** TASK TO COMPLETE **
Retype, without any change, the line that contains "its user agent." and every line that follows it to the end of the entries, and nothing else.

(RECORD EXCERPTS)

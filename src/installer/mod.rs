//! Installer script dispatch.
//!
//! One [`Installer`] describes which asset to pull from the store and what
//! filename the client downloads it as. Both depend on the client's
//! [`Platform`], so every response varies on `user-agent`.

use anyhow::Result;
use axum::http::{HeaderValue, header};
use axum::response::Response;
use log::{debug, warn};

use crate::asset::AssetStore;
use crate::platform::Platform;

pub const SHELL_SCRIPT: &str = "text/x-shellscript";

/// Where the installer's bytes come from.
#[derive(Debug, Clone, Copy, PartialEq, Eq)]
pub enum AssetTarget {
    /// `<stem>.ps1` for Windows clients, `<stem>.sh` otherwise.
    PerPlatform(&'static str),
    /// The same asset for every platform.
    Fixed(&'static str),
}

/// A parameterized installer dispatcher.
#[derive(Debug, Clone, Copy, PartialEq, Eq)]
pub struct Installer {
    pub target: AssetTarget,
    /// Download filename without extension.
    pub filename_stem: &'static str,
}

/// Served at `/install-opentofu` and its `.sh`/`.ps1` spellings.
pub const INSTALL_OPENTOFU: Installer = Installer {
    target: AssetTarget::PerPlatform("/install-opentofu"),
    filename_stem: "install-opentofu",
};

/// Served at `/`.
pub const OPENTOFU_INSTALL: Installer = Installer {
    target: AssetTarget::Fixed("/index.sh"),
    filename_stem: "opentofu-install",
};

impl Installer {
    pub fn asset_path(&self, platform: Platform) -> String {
        match self.target {
            AssetTarget::PerPlatform(stem) => format!("{}.{}", stem, platform.script_extension()),
            AssetTarget::Fixed(path) => path.to_string(),
        }
    }

    pub fn filename(&self, platform: Platform) -> String {
        format!("{}.{}", self.filename_stem, platform.script_extension())
    }

    /// Fetches the platform's script and wraps it as an attachment.
    ///
    /// A non-success answer from the store is passed through with its status
    /// and body. Errors reaching the store are returned to the caller.
    #[tracing::instrument(skip(self, store), fields(installer = self.filename_stem))]
    pub async fn dispatch(
        &self,
        store: &dyn AssetStore,
        user_agent: Option<&str>,
    ) -> Result<Response> {
        let platform = Platform::from_user_agent(user_agent);
        let path = self.asset_path(platform);
        debug!("Serving {} to {} client", path, platform);

        let asset = store.fetch(&path).await?;

        let mut builder = Response::builder()
            .status(asset.status)
            .header(header::VARY, HeaderValue::from_static("user-agent"));

        if asset.is_success() {
            builder = builder
                .header(header::CONTENT_TYPE, HeaderValue::from_static(SHELL_SCRIPT))
                .header(
                    header::CONTENT_DISPOSITION,
                    format!("attachment; filename={}", self.filename(platform)),
                );
        } else {
            warn!("Asset store answered {} for {}", asset.status, path);
        }

        Ok(builder.body(asset.body)?)
    }
}
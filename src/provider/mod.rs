//! Release sources.
//!
//! Handlers and the static generator read releases through the
//! [`ReleaseSource`] trait; [`GitHubProvider`] is the production implementation.

mod github;

use anyhow::Result;
use async_trait::async_trait;
use serde::{Deserialize, Serialize};
use std::fmt;
use std::str::FromStr;

pub use github::{GitHubProvider, MAX_PAGES, PER_PAGE};

/// Repository identifier (owner/repo format).
#[derive(Debug, Clone, PartialEq, Eq, Hash)]
pub struct RepoId {
    pub owner: String,
    pub repo: String,
}

impl fmt::Display for RepoId {
    fn fmt(&self, f: &mut fmt::Formatter<'_>) -> fmt::Result {
        write!(f, "{}/{}", self.owner, self.repo)
    }
}

impl FromStr for RepoId {
    type Err = anyhow::Error;

    fn from_str(s: &str) -> Result<Self, Self::Err> {
        let parts: Vec<&str> = s.split('/').collect();
        if parts.len() != 2 || parts[0].is_empty() || parts[1].is_empty() {
            anyhow::bail!("Invalid repository format. Expected 'owner/repo'.")
        }
        Ok(RepoId {
            owner: parts[0].to_string(),
            repo: parts[1].to_string(),
        })
    }
}

/// A downloadable asset attached to a release.
#[derive(Debug, Clone, PartialEq, Serialize, Deserialize)]
pub struct ReleaseAsset {
    pub name: String,
    pub download_url: String,
}

/// One tagged release.
#[derive(Debug, Clone, PartialEq, Serialize, Deserialize, Default)]
pub struct Release {
    /// Git tag, e.g. "v1.6.0"
    pub tag: String,
    /// Release title; upstream sets this to the tag for regular releases
    pub name: Option<String>,
    pub assets: Vec<ReleaseAsset>,
}

impl Release {
    /// Name shown to users: the release title, or the tag when the title is missing.
    pub fn display_name(&self) -> &str {
        match self.name.as_deref() {
            Some(name) if !name.is_empty() => name,
            _ => &self.tag,
        }
    }

    /// Version without its leading `v` ("v1.6.0" becomes "1.6.0").
    pub fn version(&self) -> &str {
        strip_version_prefix(self.display_name())
    }
}

/// Removes a single leading `v` from a version tag.
pub fn strip_version_prefix(tag: &str) -> &str {
    tag.strip_prefix('v').unwrap_or(tag)
}

/// Read access to the releases of one repository.
#[cfg_attr(test, mockall::automock)]
#[async_trait]
pub trait ReleaseSource: Send + Sync {
    /// Fetch the first page of releases, as the upstream orders them.
    async fn list_releases(&self) -> Result<Vec<Release>>;

    /// Fetch every release, following pagination.
    async fn list_all_releases(&self) -> Result<Vec<Release>>;

    /// Fetch a single release by version (without the `v` prefix).
    async fn get_release(&self, version: &str) -> Result<Release>;
}
use anyhow::Result;
use axum::extract::rejection::PathRejection;
use axum::extract::{Path, State};
use axum::http::{HeaderMap, StatusCode, header};
use axum::response::{IntoResponse, Response};
use log::warn;

use super::{AppState, ServerError};
use crate::installer::{INSTALL_OPENTOFU, Installer, OPENTOFU_INSTALL};
use crate::render;

pub const HTML: &str = "text/html; charset=utf-8";

/// One hour: the release list changes whenever a release is published.
pub const LIST_CACHE_CONTROL: &str = "max-age=3600";

/// About a year: a tag's assets never change.
pub const DETAIL_CACHE_CONTROL: &str = "max-age=31556926";

/// GET /install-opentofu(.sh|.ps1)
pub(super) async fn install_opentofu(
    State(state): State<AppState>,
    headers: HeaderMap,
) -> Result<Response, ServerError> {
    dispatch(&INSTALL_OPENTOFU, &state, &headers).await
}

/// GET /
pub(super) async fn opentofu_install(
    State(state): State<AppState>,
    headers: HeaderMap,
) -> Result<Response, ServerError> {
    dispatch(&OPENTOFU_INSTALL, &state, &headers).await
}

async fn dispatch(
    installer: &Installer,
    state: &AppState,
    headers: &HeaderMap,
) -> Result<Response, ServerError> {
    let user_agent = headers
        .get(header::USER_AGENT)
        .map(|value| String::from_utf8_lossy(value.as_bytes()));
    Ok(installer
        .dispatch(state.assets.as_ref(), user_agent.as_deref())
        .await?)
}

/// GET /releases
pub(super) async fn release_list(State(state): State<AppState>) -> Response {
    let page = state
        .releases
        .list_releases()
        .await
        .map(|releases| render::release_list_page(&releases));
    html_page(page, LIST_CACHE_CONTROL)
}

/// GET /releases/{release}
pub(super) async fn release_detail(
    State(state): State<AppState>,
    release: Result<Path<String>, PathRejection>,
) -> Response {
    let page = match release {
        Ok(Path(release)) => state
            .releases
            .get_release(&release)
            .await
            .map(|release| render::release_detail_page(&release)),
        Err(rejection) => Err(rejection.into()),
    };
    html_page(page, DETAIL_CACHE_CONTROL)
}

/// Failures become a 500 carrying the error text, still labeled as HTML.
fn html_page(page: Result<String>, cache_control: &'static str) -> Response {
    match page {
        Ok(html) => (
            StatusCode::OK,
            [
                (header::CONTENT_TYPE, HTML),
                (header::CACHE_CONTROL, cache_control),
            ],
            html,
        )
            .into_response(),
        Err(e) => {
            warn!("Failed to render releases page: {:#}", e);
            (
                StatusCode::INTERNAL_SERVER_ERROR,
                [(header::CONTENT_TYPE, HTML)],
                format!("{:#}", e),
            )
                .into_response()
        }
    }
}
use std::net::SocketAddr;
use std::path::PathBuf;
use std::sync::Arc;

use anyhow::Result;
use clap::Parser;
use get_opentofu::{
    asset,
    config::{self, UpstreamConfig},
    generator::{self, Generator},
    http::RetryPolicy,
    provider::RepoId,
    server::{self, AppState},
};
use log::info;

/// get-opentofu - OpenTofu installer and releases service
///
/// Serves the installer script and an HTML index of OpenTofu releases,
/// proxied from the GitHub releases API.
///
/// If the GITHUB_TOKEN environment variable is set, it is sent to the API.
/// This raises the API rate limit.
///
/// Examples:
///   get-opentofu serve --assets ./public
///   get-opentofu generate --out ./site
#[derive(Parser, Debug)]
#[command(author, version, about)]
struct Cli {
    #[command(subcommand)]
    command: Commands,

    /// Release API URL
    #[arg(
        long = "api-url",
        env = "GET_OPENTOFU_API_URL",
        value_name = "URL",
        default_value = config::DEFAULT_API_URL,
        global = true
    )]
    api_url: String,

    /// Repository whose releases are listed
    #[arg(
        long,
        env = "GET_OPENTOFU_REPO",
        value_name = "OWNER/REPO",
        default_value = config::DEFAULT_REPO,
        global = true
    )]
    repo: RepoId,

    /// User agent sent to the release API
    #[arg(
        long = "user-agent",
        env = "GET_OPENTOFU_USER_AGENT",
        default_value = config::DEFAULT_USER_AGENT,
        global = true
    )]
    user_agent: String,

    /// API token
    #[arg(long = "github-token", env = "GITHUB_TOKEN", hide_env_values = true, global = true)]
    github_token: Option<String>,

    /// Upstream request timeout in seconds (0 disables the timeout)
    #[arg(
        long = "upstream-timeout",
        env = "GET_OPENTOFU_TIMEOUT",
        value_name = "SECS",
        default_value_t = config::DEFAULT_TIMEOUT_SECS,
        global = true
    )]
    upstream_timeout: u64,

    /// Retries for transient upstream failures
    #[arg(long, env = "GET_OPENTOFU_RETRIES", default_value_t = 0, global = true)]
    retries: usize,
}

#[derive(clap::Subcommand, Debug)]
enum Commands {
    /// Run the HTTP service
    Serve(ServeArgs),

    /// Write the static releases site to a directory
    Generate(GenerateArgs),
}

#[derive(clap::Args, Debug)]
struct ServeArgs {
    /// Address to listen on
    #[arg(long, env = "GET_OPENTOFU_LISTEN", default_value = "0.0.0.0:8080")]
    listen: SocketAddr,

    /// Installer assets: a directory, or an http(s) origin URL
    #[arg(long, env = "GET_OPENTOFU_ASSETS", value_name = "DIR|URL", default_value = "public")]
    assets: String,
}

#[derive(clap::Args, Debug)]
struct GenerateArgs {
    /// Target directory
    #[arg(long, short = 'o', value_name = "DIR")]
    out: PathBuf,

    /// Base URL of release downloads
    #[arg(long = "download-url", value_name = "URL", default_value = generator::DEFAULT_DOWNLOAD_URL)]
    download_url: String,
}

impl Cli {
    fn upstream(&self) -> UpstreamConfig {
        UpstreamConfig {
            api_url: self.api_url.clone(),
            repo: self.repo.clone(),
            user_agent: self.user_agent.clone(),
            token: self.github_token.clone(),
            timeout: config::timeout_from_secs(self.upstream_timeout),
            retry: RetryPolicy::new(self.retries),
        }
    }
}

#[tokio::main]
async fn main() -> Result<()> {
    env_logger::Builder::from_env(env_logger::Env::default().default_filter_or("info")).init();
    let cli = Cli::parse();
    let upstream = cli.upstream();
    let client = upstream.client()?;

    match cli.command {
        Commands::Serve(args) => {
            let releases = upstream.provider(client.clone())?;
            let assets = asset::from_location(&args.assets, client)?;
            info!("Serving {} releases, assets from {}", upstream.repo, args.assets);

            let state = AppState::new(Arc::new(releases), Arc::from(assets));
            server::serve(args.listen, state).await?
        }
        Commands::Generate(args) => {
            let source = upstream.provider(client)?;
            let generator = Generator::new(source, upstream.repo.clone(), &args.download_url);
            let files = generator.generate().await?;
            generator::write_site(&args.out, &files).await?
        }
    }
    Ok(())
}
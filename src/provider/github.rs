//! GitHub releases API.

use anyhow::{Result, anyhow};
use async_trait::async_trait;
use log::debug;
use reqwest::Url;

use crate::http::HttpClient;

use super::{Release, ReleaseAsset, ReleaseSource, RepoId};

/// Releases requested per page when paginating.
pub const PER_PAGE: usize = 100;

/// Upper bound on pages fetched by [`ReleaseSource::list_all_releases`].
pub const MAX_PAGES: usize = 10;

/// GitHub API response types (internal).
mod api {
    use serde::Deserialize;

    #[derive(Deserialize, Debug)]
    pub struct Release {
        #[serde(default)]
        pub tag_name: String,
        #[serde(default)]
        pub name: Option<String>,
        #[serde(default)]
        pub assets: Vec<Asset>,
    }

    #[derive(Deserialize, Debug)]
    pub struct Asset {
        pub name: String,
        pub browser_download_url: String,
    }
}

/// Reads releases of a single repository from the GitHub REST API.
pub struct GitHubProvider {
    http_client: HttpClient,
    api_url: Url,
    repo: RepoId,
}

impl GitHubProvider {
    pub fn new(http_client: HttpClient, api_url: &str, repo: RepoId) -> Result<Self> {
        let api_url =
            Url::parse(api_url).map_err(|e| anyhow!("Invalid API URL '{}': {}", api_url, e))?;
        if api_url.cannot_be_a_base() {
            anyhow::bail!("Invalid API URL '{}': not a base URL", api_url);
        }
        Ok(Self {
            http_client,
            api_url,
            repo,
        })
    }

    /// `{api}/repos/{owner}/{repo}/releases`
    pub fn releases_url(&self) -> Url {
        self.endpoint(&["releases"])
    }

    /// `{api}/repos/{owner}/{repo}/releases/tags/v{version}`, with the tag
    /// percent-encoded as a single path segment.
    pub fn tag_url(&self, version: &str) -> Url {
        let tag = format!("v{}", version);
        self.endpoint(&["releases", "tags", tag.as_str()])
    }

    fn endpoint(&self, segments: &[&str]) -> Url {
        let mut url = self.api_url.clone();
        // Checked in `new`: the URL can be a base.
        if let Ok(mut path) = url.path_segments_mut() {
            path.pop_if_empty()
                .extend(["repos", self.repo.owner.as_str(), self.repo.repo.as_str()])
                .extend(segments);
        }
        url
    }

    async fn fetch_page(&self, page: usize) -> Result<Vec<api::Release>> {
        let url = self.releases_url();
        debug!("Fetching releases page {} from {}...", page, url);

        let per_page = PER_PAGE.to_string();
        let page = page.to_string();
        self.http_client
            .get_json_with_query(url, &[("per_page", &per_page), ("page", &page)])
            .await
    }
}

#[async_trait]
impl ReleaseSource for GitHubProvider {
    #[tracing::instrument(skip(self), fields(repo = %self.repo))]
    async fn list_releases(&self) -> Result<Vec<Release>> {
        let url = self.releases_url();
        debug!("Fetching releases from {}...", url);

        let releases: Vec<api::Release> = self.http_client.get_json(url).await?;
        Ok(releases.into_iter().map(Release::from).collect())
    }

    #[tracing::instrument(skip(self), fields(repo = %self.repo))]
    async fn list_all_releases(&self) -> Result<Vec<Release>> {
        let mut releases = Vec::new();

        for page in 1..=MAX_PAGES {
            let parsed = self.fetch_page(page).await?;
            let len = parsed.len();
            releases.extend(parsed.into_iter().map(Release::from));

            if len < PER_PAGE {
                break;
            }
        }

        debug!("Fetched {} release(s) for {}", releases.len(), self.repo);
        Ok(releases)
    }

    #[tracing::instrument(skip(self), fields(repo = %self.repo))]
    async fn get_release(&self, version: &str) -> Result<Release> {
        let url = self.tag_url(version);
        debug!("Fetching release from {}...", url);

        let release: api::Release = self.http_client.get_json(url).await?;
        Ok(release.into())
    }
}

impl From<api::Release> for Release {
    fn from(r: api::Release) -> Self {
        Release {
            tag: r.tag_name,
            name: r.name,
            assets: r.assets.into_iter().map(ReleaseAsset::from).collect(),
        }
    }
}

impl From<api::Asset> for ReleaseAsset {
    fn from(a: api::Asset) -> Self {
        ReleaseAsset {
            name: a.name,
            download_url: a.browser_download_url,
        }
    }
}
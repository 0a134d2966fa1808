//! Client platform classification from the `user-agent` header.

use std::fmt;

/// Platform family a client declares in its user agent.
#[derive(Debug, Clone, Copy, PartialEq, Eq, Hash, Default)]
pub enum Platform {
    Windows,
    /// Anything that is not Windows, including clients that send no user agent.
    #[default]
    Other,
}

impl Platform {
    /// Classifies a user-agent value. Matching is case-insensitive and a
    /// missing header classifies as [`Platform::Other`].
    pub fn from_user_agent(user_agent: Option<&str>) -> Self {
        match user_agent {
            Some(ua) if ua.to_lowercase().contains("windows") => Platform::Windows,
            _ => Platform::Other,
        }
    }

    /// Installer script extension for this platform.
    pub fn script_extension(self) -> &'static str {
        match self {
            Platform::Windows => "ps1",
            Platform::Other => "sh",
        }
    }
}

impl fmt::Display for Platform {
    fn fmt(&self, f: &mut fmt::Formatter<'_>) -> fmt::Result {
        match self {
            Platform::Windows => write!(f, "windows"),
            Platform::Other => write!(f, "other"),
        }
    }
}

(End RECORD EXCERPTS)

** TASK RESULT **
/// Platform family a client declares in its user agent.
#[derive(Debug, Clone, Copy, PartialEq, Eq, Hash, Default)]
pub enum Platform {
    Windows,
    /// Anything that is not Windows, including clients that send no user agent.
    #[default]
    Other,
}

impl Platform {
    /// Classifies a user-agent value. Matching is case-insensitive and a
    /// missing header classifies as [`Platform::Other`].
    pub fn from_user_agent(user_agent: Option<&str>) -> Self {
        match user_agent {
            Some(ua) if ua.to_lowercase().contains("windows") => Platform::Windows,
            _ => Platform::Other,
        }
    }

    /// Installer script extension for this platform.
    pub fn script_extension(self) -> &'static str {
        match self {
            Platform::Windows => "ps1",
            Platform::Other => "sh",
        }
    }
}

impl fmt::Display for Platform {
    fn fmt(&self, f: &mut fmt::Formatter<'_>) -> fmt::Result {
        match self {
            Platform::Windows => write!(f, "windows"),
            Platform::Other => write!(f, "other"),
        }
    }
}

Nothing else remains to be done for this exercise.